=== TO DO ===
Return exactly the span of lines in the following data that opens with the line containing "Enable debug logging" and closes with the line containing "snapshot and exit". Include nothing else.
━━━ DATA FOR REVIEW ━━━
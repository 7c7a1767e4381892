use std::io::{self, ErrorKind, Read, Write};
use std::net::SocketAddr;
use std::os::fd::{AsRawFd, RawFd};

use chatprims_frame::{encode_line, ByteBuffer, LineFramer, Message};
use chatprims_transport::{Interest, Poller, Registration, TcpStream, Token, READ_WRITE};
use tracing::{debug, trace, warn};

use crate::error::{ChatError, Result};

/// Size of the on-stack receive buffer used for every read.
pub const READ_CHUNK_SIZE: usize = 1024;

/// Lifecycle of one socket.
#[derive(Debug, Clone, Copy, PartialEq, Eq)]
pub enum ConnectionState {
    /// Client only: the connect is still in progress.
    Connecting,
    Open,
    /// An error or shutdown was seen; no more I/O. Removed at the end of the batch.
    Closing,
    /// Deregistered and released.
    Removed,
}

/// One socket with its inbound framer, outbound queue and registration.
pub struct Connection {
    stream: TcpStream,
    peer_addr: SocketAddr,
    inbound: LineFramer,
    outbound: ByteBuffer,
    registration: Option<Registration>,
    state: ConnectionState,
    failure: Option<io::Error>,
}

impl Connection {
    /// Register an accepted socket for read interest.
    pub(crate) fn accepted(
        poller: &Poller,
        stream: TcpStream,
        peer_addr: SocketAddr,
        token: Token,
        max_buffer_size: usize,
    ) -> Result<Self> {
        Self::register(
            poller,
            stream,
            peer_addr,
            token,
            Interest::READABLE,
            ConnectionState::Open,
            max_buffer_size,
        )
    }

    /// Register a socket with a connect in progress for read and write interest.
    pub(crate) fn connecting(
        poller: &Poller,
        stream: TcpStream,
        peer_addr: SocketAddr,
        token: Token,
        max_buffer_size: usize,
    ) -> Result<Self> {
        Self::register(
            poller,
            stream,
            peer_addr,
            token,
            READ_WRITE,
            ConnectionState::Connecting,
            max_buffer_size,
        )
    }

    fn register(
        poller: &Poller,
        mut stream: TcpStream,
        peer_addr: SocketAddr,
        token: Token,
        interest: Interest,
        state: ConnectionState,
        max_buffer_size: usize,
    ) -> Result<Self> {
        let registration = Registration::new(poller, &mut stream, token, interest)?;
        Ok(Self {
            stream,
            peer_addr,
            inbound: LineFramer::with_limit(max_buffer_size),
            outbound: ByteBuffer::with_limit(max_buffer_size),
            registration: Some(registration),
            state,
            failure: None,
        })
    }

    pub fn state(&self) -> ConnectionState {
        self.state
    }

    pub fn peer_addr(&self) -> SocketAddr {
        self.peer_addr
    }

    /// `true` while the connection may still do I/O.
    pub fn is_active(&self) -> bool {
        matches!(
            self.state,
            ConnectionState::Connecting | ConnectionState::Open
        )
    }

    pub fn is_closing(&self) -> bool {
        self.state == ConnectionState::Closing
    }

    /// Bytes queued for send.
    pub fn pending_output(&self) -> usize {
        self.outbound.len()
    }

    /// Bytes received after the last newline.
    pub fn pending_input(&self) -> &[u8] {
        self.inbound.pending()
    }

    pub(crate) fn mark_open(&mut self) {
        if self.state == ConnectionState::Connecting {
            debug!(addr = %self.peer_addr, "connected");
            self.state = ConnectionState::Open;
        }
    }

    /// Flag the connection for removal at the end of the batch.
    pub(crate) fn close(&mut self, reason: &str) {
        if self.is_active() {
            debug!(addr = %self.peer_addr, reason, "closing connection");
            self.state = ConnectionState::Closing;
        }
    }

    /// Close because of an OS error, keeping the first one for the caller.
    fn fail(&mut self, err: io::Error, reason: &str) {
        debug!(addr = %self.peer_addr, error = %err, reason, "connection failed");
        if self.failure.is_none() {
            self.failure = Some(err);
        }
        self.close(reason);
    }

    /// The error that explains why the connection stopped.
    ///
    /// Falls back to the pending socket error (`SO_ERROR`) and finally to a
    /// generic "connection closed".
    pub(crate) fn take_failure(&mut self) -> ChatError {
        let err = self
            .failure
            .take()
            .or_else(|| self.stream.take_error().ok().flatten());
        match err {
            Some(err) => ChatError::System(err),
            None => ChatError::closed(),
        }
    }

    /// Drain the socket until it would block, appending every completed
    /// message to `out`. Returns the number of messages appended.
    pub(crate) fn read_ready(&mut self, out: &mut Vec<Message>) -> usize {
        let before = out.len();
        let mut chunk = [0u8; READ_CHUNK_SIZE];

        while self.is_active() {
            match self.stream.read(&mut chunk) {
                Ok(0) => self.close("end of stream"),
                Ok(n) => {
                    trace!(addr = %self.peer_addr, bytes = n, "received");
                    if let Err(err) = self.inbound.feed_into(&chunk[..n], out) {
                        warn!(addr = %self.peer_addr, error = %err, "inbound buffer overflow");
                        self.close("inbound overflow");
                    }
                }
                Err(err) if err.kind() == ErrorKind::WouldBlock => break,
                Err(err) if err.kind() == ErrorKind::Interrupted => continue,
                Err(err) => self.fail(err, "receive error"),
            }
        }

        out.len() - before
    }

    /// Send queued bytes until drained or the socket would block.
    ///
    /// Write interest is dropped once the queue is empty.
    pub(crate) fn flush_ready(&mut self, poller: &Poller) {
        while self.is_active() && !self.outbound.is_empty() {
            match self.stream.write(self.outbound.as_slice()) {
                Ok(0) => self.close("send returned zero"),
                Ok(n) => {
                    trace!(addr = %self.peer_addr, bytes = n, "sent");
                    self.outbound.consume(n);
                }
                Err(err) if err.kind() == ErrorKind::WouldBlock => return,
                Err(err) if err.kind() == ErrorKind::Interrupted => continue,
                Err(err) => self.fail(err, "send error"),
            }
        }

        if self.is_active() && self.outbound.is_empty() {
            self.set_interest(poller, Interest::READABLE);
        }
    }

    /// Queue one message as a wire line.
    ///
    /// On overflow the connection is closed and the error returned.
    pub(crate) fn queue_message(&mut self, poller: &Poller, message: &Message) -> Result<()> {
        let was_empty = self.outbound.is_empty();
        match encode_line(message.as_bytes(), &mut self.outbound) {
            Ok(_) => {
                if was_empty {
                    self.set_interest(poller, READ_WRITE);
                }
                Ok(())
            }
            Err(err) => {
                warn!(addr = %self.peer_addr, error = %err, "outbound buffer overflow");
                self.close("outbound overflow");
                Err(err.into())
            }
        }
    }

    /// Queue raw bytes exactly as given.
    pub(crate) fn queue_bytes(&mut self, poller: &Poller, data: &[u8]) -> Result<()> {
        if let Err(err) = self.outbound.append(data) {
            warn!(addr = %self.peer_addr, error = %err, "outbound buffer overflow");
            self.close("outbound overflow");
            return Err(err.into());
        }
        self.set_interest(poller, READ_WRITE);
        Ok(())
    }

    fn set_interest(&mut self, poller: &Poller, interest: Interest) {
        let Some(registration) = self.registration.as_mut() else {
            return;
        };
        if let Err(err) = registration.set_interest(poller, &mut self.stream, interest) {
            warn!(addr = %self.peer_addr, error = %err, "failed to update interest");
            self.close("registration error");
        }
    }

    /// Deregister from `poller` and drop both buffers.
    ///
    /// Only the first call does anything.
    pub(crate) fn release(&mut self, poller: &Poller) {
        let Some(registration) = self.registration.take() else {
            return;
        };
        if let Err(err) = registration.deregister(poller, &mut self.stream) {
            debug!(addr = %self.peer_addr, error = %err, "deregister failed");
        }
        self.inbound.reset();
        self.outbound.clear();
        self.state = ConnectionState::Removed;
        trace!(addr = %self.peer_addr, "released");
    }
}

impl AsRawFd for Connection {
    fn as_raw_fd(&self) -> RawFd {
        self.stream.as_raw_fd()
    }
}

impl std::fmt::Debug for Connection {
    fn fmt(&self, f: &mut std::fmt::Formatter<'_>) -> std::fmt::Result {
        f.debug_struct("Connection")
            .field("peer_addr", &self.peer_addr)
            .field("state", &self.state)
            .field("pending_input", &self.inbound.pending().len())
            .field("pending_output", &self.outbound.len())
            .finish()
    }
}
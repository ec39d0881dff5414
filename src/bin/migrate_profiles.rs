// Licensed under the Apache License, Version 2.0 <LICENSE-APACHE or
// http://www.apache.org/licenses/LICENSE-2.0> or the MIT license
// <LICENSE-MIT or http://opensource.org/licenses/MIT>, at your
// option. This file may not be copied, modified, or distributed
// except according to those terms.

//! # Profile Migration Tool
//!
//! Migrates legacy profiles to the extended profile format.
//!
//! Usage:
//!   migrate-profiles --dry-run --input legacy.json
//!   migrate-profiles --backup --database-url sqlite:./data/profiles.db
//!   migrate-profiles --restore <snapshot-id>

use anyhow::{Context, Result};
use clap::Parser;
use nutrition_engine::{
    config::NutritionConfig,
    constants::env_config,
    database::{Database, ProfileStore},
    logging::{AppLogger, LoggingConfig},
    migration::{
        create_migration_snapshot, decode_legacy_profiles, restore_from_snapshot,
        MigrationOptions, ProfileMigrator,
    },
    models::{LegacyUserProfile, UserProfileExtended},
};
use serde_json::Value;
use std::path::PathBuf;
use tracing::{info, warn};
use uuid::Uuid;

#[derive(Parser)]
#[command(name = "migrate-profiles")]
#[command(about = "Migrate legacy user profiles to the extended profile format")]
pub struct Args {
    /// Report what would change without writing anything
    #[arg(long)]
    dry_run: bool,

    /// Fail profiles that do not pass validation after migration
    #[arg(long)]
    strict: bool,

    /// Snapshot the legacy profiles before migrating
    #[arg(long)]
    backup: bool,

    /// Enable debug logging
    #[arg(short, long)]
    verbose: bool,

    /// Read legacy profiles from a JSON array instead of the database
    #[arg(short, long)]
    input: Option<PathBuf>,

    /// Database URL (SQLite)
    #[arg(short, long)]
    database_url: Option<String>,

    /// Nutrition configuration file providing the migration defaults
    #[arg(short, long)]
    config: Option<String>,

    /// Restore the legacy profiles saved in a snapshot and exit
    #[arg(long, conflicts_with_all = ["dry_run", "input", "backup"])]
    restore: Option<Uuid>,
}

#[tokio::main]
async fn main() -> Result<()> {
    dotenv::dotenv().ok();

    let args = Args::parse();
    LoggingConfig::for_cli(args.verbose).init()?;

    let database_url = args.database_url.clone().unwrap_or_else(env_config::database_url);

    if let Some(snapshot_id) = args.restore {
        let database = Database::new(&database_url).await?;
        return restore(&database, snapshot_id).await;
    }

    let migrator = ProfileMigrator::new(NutritionConfig::load(args.config.clone())?);
    let options = MigrationOptions {
        strict: args.strict,
        validate: true,
    };

    // Dry runs on file input never touch the database
    let database = if args.dry_run && args.input.is_some() {
        None
    } else {
        Some(Database::new(&database_url).await?)
    };

    let records: Vec<Value> = match (&args.input, &database) {
        (Some(path), _) => read_records(path)?,
        (None, Some(database)) => database
            .load_legacy_profiles()
            .await?
            .iter()
            .map(serde_json::to_value)
            .collect::<serde_json::Result<Vec<Value>>>()?,
        (None, None) => Vec::new(),
    };
    info!("Loaded {} legacy profiles", records.len());

    if args.backup && !args.dry_run {
        if let Some(database) = &database {
            let profiles: Vec<LegacyUserProfile> = decode_legacy_profiles(&records)
                .into_iter()
                .filter_map(Result::ok)
                .collect();
            let snapshot = create_migration_snapshot(&profiles, "pre-migration backup");
            database.save_snapshot(&snapshot).await?;
            info!("Snapshot {} saved", snapshot.id);
        }
    }

    let batch = migrator.batch_migrate_records(&records, &options);
    for (record, result) in records.iter().zip(&batch.results) {
        AppLogger::log_migration(
            record.get("id").and_then(Value::as_str).unwrap_or("<unknown>"),
            result.success,
            result.warnings.len(),
            result.errors.len(),
        );
    }

    info!(
        total = batch.total,
        successful = batch.successful,
        failed = batch.failed,
        fully_valid = batch.fully_valid,
        average_completion = batch.average_completion,
        "Migration finished"
    );

    if args.dry_run {
        println!("{}", serde_json::to_string_pretty(&batch)?);
        return Ok(());
    }

    let migrated: Vec<UserProfileExtended> = batch
        .results
        .iter()
        .filter_map(|r| r.migrated_profile.clone())
        .collect();

    if let Some(database) = &database {
        let saved = database.save_migrated_profiles(&migrated).await?;
        info!("Saved {} migrated profiles", saved);
    }

    if batch.failed > 0 {
        warn!("{} profiles could not be migrated", batch.failed);
    }

    Ok(())
}

/// Read the input file as an array of raw records; records are decoded one
/// by one during migration
fn read_records(path: &PathBuf) -> Result<Vec<Value>> {
    let content = std::fs::read_to_string(path)
        .with_context(|| format!("Failed to read input file: {}", path.display()))?;
    serde_json::from_str(&content)
        .with_context(|| format!("Input file is not a JSON array: {}", path.display()))
}

async fn restore(database: &Database, snapshot_id: Uuid) -> Result<()> {
    let snapshot = database
        .load_snapshot(snapshot_id)
        .await?
        .with_context(|| format!("Snapshot not found: {}", snapshot_id))?;

    let profiles = restore_from_snapshot(&snapshot);
    let restored = database.restore_legacy_profiles(&profiles).await?;
    info!(
        "Restored {} legacy profiles from snapshot {} ({})",
        restored, snapshot.id, snapshot.reason
    );
    Ok(())
}
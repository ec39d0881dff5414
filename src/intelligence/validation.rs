//! Validation of user-supplied metrics and structured profiles
//!
//! Validation never fails with an error: each violated constraint becomes
//! one human-readable message in the returned list.

use crate::config::nutrition_config::{Bounds, ValidationRanges};
use crate::constants::body_fat;
use crate::models::{PersonalMetrics, UserProfileExtended, REQUIRED_PROFILE_FIELDS};
use serde::{Deserialize, Serialize};

/// Outcome of validating a [`PersonalMetrics`] record
#[derive(Debug, Clone, Serialize, Deserialize, PartialEq)]
pub struct ValidationResult {
    pub is_valid: bool,
    pub errors: Vec<String>,
}

impl ValidationResult {
    fn from_errors(errors: Vec<String>) -> Self {
        Self {
            is_valid: errors.is_empty(),
            errors,
        }
    }
}

/// Outcome of validating a [`UserProfileExtended`]
#[derive(Debug, Clone, Serialize, Deserialize, PartialEq)]
pub struct ProfileValidation {
    pub is_valid: bool,
    pub errors: Vec<String>,
    /// Required fields that hold no value
    pub missing_fields: Vec<String>,
    /// Share of required fields that are set (0-100)
    pub completion_percentage: f64,
}

/// Range checks for physical metrics
#[derive(Debug, Clone)]
pub struct MetricsValidator {
    ranges: ValidationRanges,
}

impl MetricsValidator {
    pub fn new(ranges: ValidationRanges) -> Self {
        Self { ranges }
    }

    pub fn ranges(&self) -> &ValidationRanges {
        &self.ranges
    }

    /// Check height, weight and age against the configured ranges
    ///
    /// Gender and activity level are closed enums, so any value that
    /// deserialized is already valid.
    pub fn validate(&self, metrics: &PersonalMetrics) -> ValidationResult {
        let mut errors = Vec::new();

        check_range(&mut errors, "Height", metrics.height, self.ranges.height_cm, " cm");
        check_range(&mut errors, "Weight", metrics.weight, self.ranges.weight_kg, " kg");
        check_range(
            &mut errors,
            "Age",
            f64::from(metrics.age),
            self.ranges.age_years,
            " years",
        );

        ValidationResult::from_errors(errors)
    }

    /// Check a structured profile for completeness and range violations
    pub fn validate_profile(&self, profile: &UserProfileExtended) -> ProfileValidation {
        let mut errors = Vec::new();
        let missing_fields: Vec<String> = REQUIRED_PROFILE_FIELDS
            .iter()
            .filter(|field| !profile.has_field(field))
            .map(|field| field.to_string())
            .collect();

        for field in &missing_fields {
            errors.push(format!("{} is required", field));
        }

        let r = &self.ranges;
        if let Some(height) = profile.height {
            check_range(&mut errors, "Height", height, r.height_cm, " cm");
        }
        if let Some(weight) = profile.weight {
            check_range(&mut errors, "Weight", weight, r.weight_kg, " kg");
        }
        if let Some(age) = profile.age {
            check_range(&mut errors, "Age", f64::from(age), r.age_years, " years");
        }
        if let Some(meals) = profile.meals_per_day {
            check_range(&mut errors, "Meals per day", f64::from(meals), r.meals_per_day, "");
        }
        if let Some(snacks) = profile.snacks_per_day {
            check_range(&mut errors, "Snacks per day", f64::from(snacks), r.snacks_per_day, "");
        }
        if let Some(days) = profile.workout_days_per_week {
            check_range(
                &mut errors,
                "Workout days per week",
                f64::from(days),
                r.workout_days_per_week,
                "",
            );
        }
        if let Some(weeks) = profile.plan_duration_weeks {
            check_range(
                &mut errors,
                "Plan duration",
                f64::from(weeks),
                r.plan_duration_weeks,
                " weeks",
            );
        }
        if let Some(cuisine) = &profile.cuisine_preference {
            if cuisine.trim().is_empty() {
                errors.push("Cuisine preference must not be empty".to_string());
            }
        }
        if let Some(percentage) = profile.body_fat_percentage {
            if !(body_fat::MEASURED_MIN_PERCENT..=body_fat::MEASURED_MAX_PERCENT)
                .contains(&percentage)
            {
                errors.push(format!(
                    "Body fat percentage must be between {} and {}",
                    body_fat::MEASURED_MIN_PERCENT,
                    body_fat::MEASURED_MAX_PERCENT
                ));
            }
        }

        let present = REQUIRED_PROFILE_FIELDS.len() - missing_fields.len();
        let completion_percentage =
            (present as f64 / REQUIRED_PROFILE_FIELDS.len() as f64 * 100.0).round();

        ProfileValidation {
            is_valid: errors.is_empty(),
            errors,
            missing_fields,
            completion_percentage,
        }
    }
}

impl Default for MetricsValidator {
    fn default() -> Self {
        Self::new(ValidationRanges::default())
    }
}

/// Validate metrics against the default ranges
pub fn validate_metrics(metrics: &PersonalMetrics) -> ValidationResult {
    MetricsValidator::default().validate(metrics)
}

/// Validate a profile against the default ranges
pub fn validate_user_profile(profile: &UserProfileExtended) -> ProfileValidation {
    MetricsValidator::default().validate_profile(profile)
}

fn check_range(errors: &mut Vec<String>, label: &str, value: f64, bounds: Bounds, unit: &str) {
    if !bounds.contains(value) {
        errors.push(format!(
            "{} must be between {} and {}{}",
            label, bounds.min, bounds.max, unit
        ));
    }
}
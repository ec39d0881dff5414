// Licensed under the Apache License, Version 2.0 <LICENSE-APACHE or
// http://www.apache.org/licenses/LICENSE-2.0> or the MIT license
// <LICENSE-MIT or http://opensource.org/licenses/MIT>, at your
// option. This file may not be copied, modified, or distributed
// except according to those terms.

//! # Constants Module
//!
//! Formula constants and environment-based configuration values.
//! Tunable tables (activity multipliers, goal offsets, macro splits) live in
//! [`crate::config::NutritionConfig`]; the values here are fixed by the
//! published equations.

/// Energy density of macronutrients
pub mod energy {
    /// kcal per gram of protein
    pub const PROTEIN_KCAL_PER_GRAM: f64 = 4.0;
    /// kcal per gram of carbohydrate
    pub const CARBS_KCAL_PER_GRAM: f64 = 4.0;
    /// kcal per gram of fat
    pub const FAT_KCAL_PER_GRAM: f64 = 9.0;
}

/// Mifflin-St Jeor (1990) coefficients
pub mod mifflin_st_jeor {
    pub const WEIGHT_COEF: f64 = 10.0;
    pub const HEIGHT_COEF: f64 = 6.25;
    pub const AGE_COEF: f64 = 5.0;
    pub const MALE_CONSTANT: f64 = 5.0;
    /// Applied to female and other
    pub const FEMALE_CONSTANT: f64 = -161.0;
}

/// Body-fat estimation constants
pub mod body_fat {
    /// Lower clamp for any estimate (%)
    pub const MIN_PERCENT: f64 = 3.0;
    /// Upper clamp for any estimate (%)
    pub const MAX_PERCENT: f64 = 50.0;

    /// Plausible range for a measured value supplied by the user (%)
    pub const MEASURED_MIN_PERCENT: f64 = 2.0;
    pub const MEASURED_MAX_PERCENT: f64 = 70.0;

    pub const BMI_COEF: f64 = 1.20;
    pub const AGE_COEF: f64 = 0.23;
    pub const MALE_OFFSET: f64 = -16.2;
    pub const FEMALE_OFFSET: f64 = -5.4;

    /// Deurenberg sex term
    pub const DEURENBERG_SEX_COEF: f64 = 10.8;
    pub const DEURENBERG_CONSTANT: f64 = 5.4;

    /// Siri (1961): %BF = 495 / density - 450
    pub const SIRI_NUMERATOR: f64 = 495.0;
    pub const SIRI_OFFSET: f64 = 450.0;
}

/// Low-calorie warning thresholds (kcal/day)
pub mod safety {
    pub const MIN_CALORIES_MALE: f64 = 1500.0;
    pub const MIN_CALORIES_FEMALE: f64 = 1200.0;
    /// Recommended daily water intake per kg of body weight (liters)
    pub const WATER_LITERS_PER_KG: f64 = 0.035;
}

/// API error codes returned in the `{success: false}` envelope
pub mod error_codes {
    pub const VALIDATION_ERROR: &str = "VALIDATION_ERROR";
    pub const BACKEND_ERROR: &str = "BACKEND_ERROR";
    pub const BACKEND_UNAVAILABLE: &str = "BACKEND_UNAVAILABLE";
    pub const INTERNAL_ERROR: &str = "INTERNAL_ERROR";
}

/// Service identity
pub mod service {
    pub const SERVICE_NAME: &str = "nutrition-engine";
    pub const SERVICE_VERSION: &str = env!("CARGO_PKG_VERSION");
}

/// Environment-based configuration
pub mod env_config {
    use std::env;

    /// Get HTTP server port from environment or default
    pub fn http_port() -> u16 {
        env::var("HTTP_PORT")
            .unwrap_or_else(|_| "8081".to_string())
            .parse()
            .unwrap_or(8081)
    }

    /// Get database URL from environment or default
    pub fn database_url() -> String {
        env::var("DATABASE_URL").unwrap_or_else(|_| "sqlite:./data/profiles.db".to_string())
    }

    /// Get the remote diet-plan backend URL, if configured
    pub fn diet_backend_url() -> Option<String> {
        env::var("DIET_BACKEND_URL").ok().filter(|url| !url.is_empty())
    }

    /// Get the diet-plan backend timeout from environment or default
    pub fn diet_backend_timeout_secs() -> u64 {
        env::var("DIET_BACKEND_TIMEOUT_SECS")
            .unwrap_or_else(|_| "10".to_string())
            .parse()
            .unwrap_or(10)
    }

    /// Get the nutrition config file path, if configured
    pub fn nutrition_config_path() -> Option<String> {
        env::var("NUTRITION_CONFIG_PATH").ok()
    }

    /// Get log level from environment or default
    pub fn log_level() -> String {
        env::var("RUST_LOG").unwrap_or_else(|_| "info".to_string())
    }
}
━━━
=== WRITTEN ANSWER ===
    /// Enable debug logging
    #[arg(short, long)]
    verbose: bool,

    /// Read legacy profiles from a JSON array instead of the database
    #[arg(short, long)]
    input: Option<PathBuf>,

    /// Database URL (SQLite)
    #[arg(short, long)]
    database_url: Option<String>,

    /// Nutrition configuration file providing the migration defaults
    #[arg(short, long)]
    config: Option<String>,

    /// Restore the legacy profiles saved in a snapshot and exit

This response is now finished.